IIS Authentications

Commerce Server supports the following four authentication methods provided by Internet Information Services (IIS) 5.0:

Anonymous Authentication
Basic Authentication
Integrated Windows Authentication
Certificate Authentication

Anonymous authentication gives users access to the public areas of your Web site without prompting them for a user name or password. When a user attempts to connect to your public Web site, your Web server assigns the user to the Windows user account called IUSR_<computername>, where <computername> is the name of the server on which IIS is running.

The Basic authentication method is a widely used, industry-standard method for collecting user name and password information. Basic authentication proceeds as follows:
The Web browser on the client computer displays a dialog box where users can enter their previously assigned Windows 2000 account user names and passwords.

Integrated Windows authentication (formerly called NTLM or Windows NT Challenge/Response authentication) is a secure form of authentication because the user name and password are not sent across the network.

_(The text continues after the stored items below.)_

//! In-process counters for the publish and consume sides

use crate::types::{Candidate, RequestMetadata};
use crate::{Error, Result};
use serde::{Deserialize, Serialize};
use std::collections::HashMap;
use std::sync::RwLock;
use std::sync::atomic::{AtomicU64, Ordering};

/// Tag pair attached to each submitted vote
#[derive(Debug, Clone, PartialEq, Eq, Hash, Serialize, Deserialize)]
pub struct SubmissionTags {
    pub user_agent: String,
    pub host: String,
}

impl From<&RequestMetadata> for SubmissionTags {
    fn from(meta: &RequestMetadata) -> Self {
        Self {
            user_agent: meta.user_agent.clone().unwrap_or_default(),
            host: meta.host.clone().unwrap_or_default(),
        }
    }
}

/// Publisher-side metrics
#[derive(Debug, Default)]
pub struct VoteMetrics {
    submitted: RwLock<HashMap<SubmissionTags, u64>>,
    publish_failures: AtomicU64,
}

/// Point-in-time copy of [`VoteMetrics`]
#[derive(Debug, Clone, Serialize, Deserialize)]
pub struct VoteMetricsSnapshot {
    pub votes_submitted: u64,
    pub publish_failures: u64,
    pub by_client: Vec<(SubmissionTags, u64)>,
}

impl VoteMetrics {
    pub fn new() -> Self {
        Self::default()
    }

    /// Count a vote submission, tagged with the client's agent and host
    pub fn record_submitted(&self, meta: &RequestMetadata) -> Result<()> {
        let mut submitted = self
            .submitted
            .write()
            .map_err(|_| Error::internal("Vote metrics write error"))?;

        *submitted.entry(SubmissionTags::from(meta)).or_insert(0) += 1;
        Ok(())
    }

    pub fn record_publish_failure(&self) {
        self.publish_failures.fetch_add(1, Ordering::Relaxed);
    }

    /// Submissions recorded for one client tag pair
    pub fn submitted_for(&self, meta: &RequestMetadata) -> Result<u64> {
        let submitted = self
            .submitted
            .read()
            .map_err(|_| Error::internal("Vote metrics read error"))?;

        Ok(submitted
            .get(&SubmissionTags::from(meta))
            .copied()
            .unwrap_or(0))
    }

    pub fn snapshot(&self) -> Result<VoteMetricsSnapshot> {
        let submitted = self
            .submitted
            .read()
            .map_err(|_| Error::internal("Vote metrics read error"))?;

        let mut by_client: Vec<(SubmissionTags, u64)> =
            submitted.iter().map(|(k, v)| (k.clone(), *v)).collect();
        by_client.sort_by(|a, b| b.1.cmp(&a.1));

        Ok(VoteMetricsSnapshot {
            votes_submitted: by_client.iter().map(|(_, n)| n).sum(),
            publish_failures: self.publish_failures.load(Ordering::Relaxed),
            by_client,
        })
    }
}

/// Consumer-side counters
#[derive(Debug, Default)]
pub struct ConsumerStats {
    processed_one: AtomicU64,
    processed_two: AtomicU64,
    dropped: AtomicU64,
    lost: AtomicU64,
    reconnects: AtomicU64,
}

/// Point-in-time copy of [`ConsumerStats`]
#[derive(Debug, Clone, Default, PartialEq, Eq, Serialize, Deserialize)]
pub struct ConsumerStatsSnapshot {
    pub processed: u64,
    pub processed_candidate1: u64,
    pub processed_candidate2: u64,
    /// Messages that failed to decode
    pub dropped: u64,
    /// Decoded votes whose increment failed after auto-ack
    pub lost: u64,
    pub reconnects: u64,
}

impl ConsumerStats {
    pub fn new() -> Self {
        Self::default()
    }

    pub fn record_processed(&self, candidate: Candidate) {
        let counter = match candidate {
            Candidate::One => &self.processed_one,
            Candidate::Two => &self.processed_two,
        };
        counter.fetch_add(1, Ordering::Relaxed);
    }

    pub fn record_dropped(&self) {
        self.dropped.fetch_add(1, Ordering::Relaxed);
    }

    pub fn record_lost(&self) {
        self.lost.fetch_add(1, Ordering::Relaxed);
    }

    pub fn record_reconnect(&self) {
        self.reconnects.fetch_add(1, Ordering::Relaxed);
    }

    pub fn snapshot(&self) -> ConsumerStatsSnapshot {
        let one = self.processed_one.load(Ordering::Relaxed);
        let two = self.processed_two.load(Ordering::Relaxed);

        ConsumerStatsSnapshot {
            processed: one + two,
            processed_candidate1: one,
            processed_candidate2: two,
            dropped: self.dropped.load(Ordering::Relaxed),
            lost: self.lost.load(Ordering::Relaxed),
            reconnects: self.reconnects.load(Ordering::Relaxed),
        }
    }
}

#[cfg(test)]
mod tests {
    use super::*;

    #[test]
    fn test_submitted_votes_are_tagged() {
        let metrics = VoteMetrics::new();
        let firefox = RequestMetadata::new("Firefox", "web-1");
        let curl = RequestMetadata::new("curl", "web-2");

        metrics.record_submitted(&firefox).unwrap();
        metrics.record_submitted(&firefox).unwrap();
        metrics.record_submitted(&curl).unwrap();
        metrics.record_publish_failure();

        assert_eq!(metrics.submitted_for(&firefox).unwrap(), 2);
        assert_eq!(metrics.submitted_for(&curl).unwrap(), 1);

        let snapshot = metrics.snapshot().unwrap();
        assert_eq!(snapshot.votes_submitted, 3);
        assert_eq!(snapshot.publish_failures, 1);
        assert_eq!(snapshot.by_client[0].0.user_agent, "Firefox");
    }

    #[test]
    fn test_consumer_stats() {
        let stats = ConsumerStats::new();
        stats.record_processed(Candidate::One);
        stats.record_processed(Candidate::Two);
        stats.record_processed(Candidate::Two);
        stats.record_dropped();
        stats.record_reconnect();

        let snapshot = stats.snapshot();
        assert_eq!(snapshot.processed, 3);
        assert_eq!(snapshot.processed_candidate2, 2);
        assert_eq!(snapshot.dropped, 1);
        assert_eq!(snapshot.lost, 0);
        assert_eq!(snapshot.reconnects, 1);
    }
}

When you enable integrated Windows authentication, the browser of the user proves its knowledge of the password through a cryptographic exchange with your Web server, involving hashing. (The authentication credentials pass through a one-way process, often referred to as hashing . The result of this process is called a hash, or message digest, and it is not feasible to decrypt it. That is, the original text cannot be deciphered from the hash.)

You can also use the Secure Sockets Layer (SSL) security features of your Web server for two types of authentication. You can use a server certificate to allow users to authenticate your Web site before they transmit personal information, such as a credit card number. Also, you can use client certificates to authenticate users requesting information on your Web site. SSL authenticates by checking the contents of an encrypted digital identification submitted by the Web browser for the user during the logon process. (Users obtain client certificates from a mutually trusted third-party organization.) Server certificates usually contain information about your company and the organization that issued the certificate. Client certificates usually contain identifying information about the user and the organization that issued the certificate.